Tally up the lines below that carry the word "derive", answering with the figure alone.

[SOURCE MATERIAL — start]

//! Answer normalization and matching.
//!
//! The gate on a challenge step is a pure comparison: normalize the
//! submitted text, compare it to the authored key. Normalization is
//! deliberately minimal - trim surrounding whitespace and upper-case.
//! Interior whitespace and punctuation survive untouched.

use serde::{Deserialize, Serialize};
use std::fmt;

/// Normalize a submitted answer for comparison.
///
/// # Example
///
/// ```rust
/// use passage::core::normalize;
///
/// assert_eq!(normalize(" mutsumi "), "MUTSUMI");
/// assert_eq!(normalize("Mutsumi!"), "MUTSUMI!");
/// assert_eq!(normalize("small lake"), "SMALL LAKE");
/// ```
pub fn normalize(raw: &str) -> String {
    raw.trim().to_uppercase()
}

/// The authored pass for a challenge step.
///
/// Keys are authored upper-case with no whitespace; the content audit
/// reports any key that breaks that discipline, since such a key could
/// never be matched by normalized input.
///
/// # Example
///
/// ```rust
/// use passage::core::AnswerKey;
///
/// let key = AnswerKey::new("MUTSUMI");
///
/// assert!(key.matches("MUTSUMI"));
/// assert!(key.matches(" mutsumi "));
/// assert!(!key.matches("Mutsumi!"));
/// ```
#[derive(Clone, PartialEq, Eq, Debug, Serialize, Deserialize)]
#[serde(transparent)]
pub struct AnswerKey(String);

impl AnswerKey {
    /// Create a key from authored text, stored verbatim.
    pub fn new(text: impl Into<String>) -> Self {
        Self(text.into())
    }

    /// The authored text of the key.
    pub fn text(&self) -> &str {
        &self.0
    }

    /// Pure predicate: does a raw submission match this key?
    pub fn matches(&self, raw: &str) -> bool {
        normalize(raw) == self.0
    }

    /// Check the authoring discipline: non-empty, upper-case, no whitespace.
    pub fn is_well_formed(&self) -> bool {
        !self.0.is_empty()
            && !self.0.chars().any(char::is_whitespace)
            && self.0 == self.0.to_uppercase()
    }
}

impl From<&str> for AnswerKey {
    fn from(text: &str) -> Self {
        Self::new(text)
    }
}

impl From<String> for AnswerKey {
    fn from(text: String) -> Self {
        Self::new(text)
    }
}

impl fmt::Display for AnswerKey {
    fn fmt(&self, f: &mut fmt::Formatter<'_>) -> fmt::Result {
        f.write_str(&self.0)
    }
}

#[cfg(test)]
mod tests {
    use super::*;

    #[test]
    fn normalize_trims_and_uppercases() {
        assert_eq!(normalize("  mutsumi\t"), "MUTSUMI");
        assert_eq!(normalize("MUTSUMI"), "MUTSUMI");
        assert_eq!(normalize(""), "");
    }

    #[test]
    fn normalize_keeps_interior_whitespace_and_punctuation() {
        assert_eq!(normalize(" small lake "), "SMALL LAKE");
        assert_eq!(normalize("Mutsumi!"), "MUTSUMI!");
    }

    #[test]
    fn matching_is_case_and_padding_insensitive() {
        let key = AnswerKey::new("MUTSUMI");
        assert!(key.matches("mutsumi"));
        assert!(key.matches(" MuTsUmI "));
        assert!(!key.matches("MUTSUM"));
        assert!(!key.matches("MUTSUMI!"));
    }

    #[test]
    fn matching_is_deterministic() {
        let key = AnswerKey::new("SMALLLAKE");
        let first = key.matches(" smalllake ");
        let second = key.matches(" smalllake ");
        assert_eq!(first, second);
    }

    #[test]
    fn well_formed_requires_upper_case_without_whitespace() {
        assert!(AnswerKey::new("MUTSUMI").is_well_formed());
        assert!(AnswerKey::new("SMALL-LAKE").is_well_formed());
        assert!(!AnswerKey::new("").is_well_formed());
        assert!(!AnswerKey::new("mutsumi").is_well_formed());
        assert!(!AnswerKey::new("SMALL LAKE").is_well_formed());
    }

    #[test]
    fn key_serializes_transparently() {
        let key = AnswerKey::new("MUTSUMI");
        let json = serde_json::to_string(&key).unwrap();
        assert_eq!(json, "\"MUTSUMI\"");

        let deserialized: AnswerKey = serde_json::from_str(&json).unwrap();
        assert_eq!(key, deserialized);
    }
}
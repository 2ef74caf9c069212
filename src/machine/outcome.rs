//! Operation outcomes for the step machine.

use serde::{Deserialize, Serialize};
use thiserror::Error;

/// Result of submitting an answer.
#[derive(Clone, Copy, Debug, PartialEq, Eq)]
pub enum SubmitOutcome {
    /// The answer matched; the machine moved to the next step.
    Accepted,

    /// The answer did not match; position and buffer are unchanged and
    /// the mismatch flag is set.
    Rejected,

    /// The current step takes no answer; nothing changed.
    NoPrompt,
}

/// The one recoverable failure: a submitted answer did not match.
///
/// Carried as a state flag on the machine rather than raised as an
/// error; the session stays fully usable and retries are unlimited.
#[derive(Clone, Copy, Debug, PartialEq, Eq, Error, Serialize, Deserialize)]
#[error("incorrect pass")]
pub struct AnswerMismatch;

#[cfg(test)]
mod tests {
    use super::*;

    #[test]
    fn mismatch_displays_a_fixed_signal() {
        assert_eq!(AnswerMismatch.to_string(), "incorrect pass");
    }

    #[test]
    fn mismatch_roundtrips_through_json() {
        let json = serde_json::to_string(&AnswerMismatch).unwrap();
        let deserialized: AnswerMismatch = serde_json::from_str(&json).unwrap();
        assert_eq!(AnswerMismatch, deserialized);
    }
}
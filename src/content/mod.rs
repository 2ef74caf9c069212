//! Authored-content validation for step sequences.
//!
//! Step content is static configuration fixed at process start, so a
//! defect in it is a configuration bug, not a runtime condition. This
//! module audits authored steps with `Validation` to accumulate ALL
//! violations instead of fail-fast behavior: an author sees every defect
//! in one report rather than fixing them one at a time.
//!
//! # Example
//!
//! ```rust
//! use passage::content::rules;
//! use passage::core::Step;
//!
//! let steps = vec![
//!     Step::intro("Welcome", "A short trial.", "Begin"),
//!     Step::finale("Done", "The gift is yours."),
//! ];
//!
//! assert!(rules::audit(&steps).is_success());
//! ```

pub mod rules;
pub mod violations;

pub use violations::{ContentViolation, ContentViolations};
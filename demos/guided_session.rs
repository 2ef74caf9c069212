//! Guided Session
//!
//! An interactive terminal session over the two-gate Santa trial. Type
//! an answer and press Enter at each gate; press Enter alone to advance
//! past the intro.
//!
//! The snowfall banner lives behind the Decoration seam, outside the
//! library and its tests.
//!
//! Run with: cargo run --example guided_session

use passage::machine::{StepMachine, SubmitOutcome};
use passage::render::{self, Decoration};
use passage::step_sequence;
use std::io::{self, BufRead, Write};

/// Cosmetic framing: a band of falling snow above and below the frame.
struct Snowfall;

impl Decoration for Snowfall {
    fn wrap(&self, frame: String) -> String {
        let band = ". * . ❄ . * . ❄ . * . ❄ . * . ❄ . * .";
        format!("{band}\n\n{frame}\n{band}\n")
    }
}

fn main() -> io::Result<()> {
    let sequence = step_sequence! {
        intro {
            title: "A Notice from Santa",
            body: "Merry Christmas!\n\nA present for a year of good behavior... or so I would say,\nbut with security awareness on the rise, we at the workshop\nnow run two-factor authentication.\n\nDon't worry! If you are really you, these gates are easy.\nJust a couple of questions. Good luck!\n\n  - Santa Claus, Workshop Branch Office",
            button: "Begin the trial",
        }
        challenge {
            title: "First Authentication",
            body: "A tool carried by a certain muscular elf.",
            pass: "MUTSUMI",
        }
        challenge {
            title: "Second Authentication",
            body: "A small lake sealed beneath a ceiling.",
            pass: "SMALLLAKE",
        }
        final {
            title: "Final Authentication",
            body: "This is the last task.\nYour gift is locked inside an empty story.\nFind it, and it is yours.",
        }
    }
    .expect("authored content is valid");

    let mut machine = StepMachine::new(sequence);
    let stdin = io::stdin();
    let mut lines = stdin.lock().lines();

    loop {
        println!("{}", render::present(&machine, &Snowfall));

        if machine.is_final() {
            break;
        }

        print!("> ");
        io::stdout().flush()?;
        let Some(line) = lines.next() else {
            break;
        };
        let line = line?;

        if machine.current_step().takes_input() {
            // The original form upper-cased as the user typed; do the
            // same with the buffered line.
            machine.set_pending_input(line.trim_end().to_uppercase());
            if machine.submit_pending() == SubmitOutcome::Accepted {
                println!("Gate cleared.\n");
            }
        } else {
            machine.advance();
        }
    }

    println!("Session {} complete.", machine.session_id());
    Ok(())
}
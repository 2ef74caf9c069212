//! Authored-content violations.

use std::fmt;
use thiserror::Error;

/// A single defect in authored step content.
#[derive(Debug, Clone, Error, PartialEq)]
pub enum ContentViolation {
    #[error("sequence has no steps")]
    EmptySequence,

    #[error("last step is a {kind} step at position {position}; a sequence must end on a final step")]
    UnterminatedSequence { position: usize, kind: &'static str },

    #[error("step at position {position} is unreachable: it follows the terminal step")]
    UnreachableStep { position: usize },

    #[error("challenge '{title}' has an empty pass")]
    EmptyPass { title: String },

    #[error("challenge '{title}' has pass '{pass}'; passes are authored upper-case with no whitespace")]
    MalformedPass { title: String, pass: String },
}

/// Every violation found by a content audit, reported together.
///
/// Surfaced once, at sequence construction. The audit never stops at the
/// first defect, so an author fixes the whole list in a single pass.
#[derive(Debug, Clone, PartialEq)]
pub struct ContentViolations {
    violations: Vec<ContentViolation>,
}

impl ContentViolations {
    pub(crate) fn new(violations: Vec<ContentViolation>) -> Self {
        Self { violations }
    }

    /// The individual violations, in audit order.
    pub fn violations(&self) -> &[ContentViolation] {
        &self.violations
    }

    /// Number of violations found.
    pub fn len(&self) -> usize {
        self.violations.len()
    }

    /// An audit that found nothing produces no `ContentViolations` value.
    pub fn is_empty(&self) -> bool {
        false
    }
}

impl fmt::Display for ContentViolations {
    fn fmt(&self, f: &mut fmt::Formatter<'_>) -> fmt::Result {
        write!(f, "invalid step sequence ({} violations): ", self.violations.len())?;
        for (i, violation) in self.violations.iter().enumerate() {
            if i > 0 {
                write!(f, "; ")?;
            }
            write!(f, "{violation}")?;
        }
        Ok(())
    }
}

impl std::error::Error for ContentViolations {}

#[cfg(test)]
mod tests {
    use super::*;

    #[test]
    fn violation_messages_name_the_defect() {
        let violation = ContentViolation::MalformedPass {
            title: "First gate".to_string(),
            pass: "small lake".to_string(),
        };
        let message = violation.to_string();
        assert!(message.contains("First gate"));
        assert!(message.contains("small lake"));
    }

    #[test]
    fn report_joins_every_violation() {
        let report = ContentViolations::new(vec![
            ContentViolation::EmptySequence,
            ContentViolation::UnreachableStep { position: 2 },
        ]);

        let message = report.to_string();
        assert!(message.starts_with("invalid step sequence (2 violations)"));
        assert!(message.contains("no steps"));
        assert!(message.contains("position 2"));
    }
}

[SOURCE MATERIAL — finish]

## [ANSWER TO THIS TASK]
5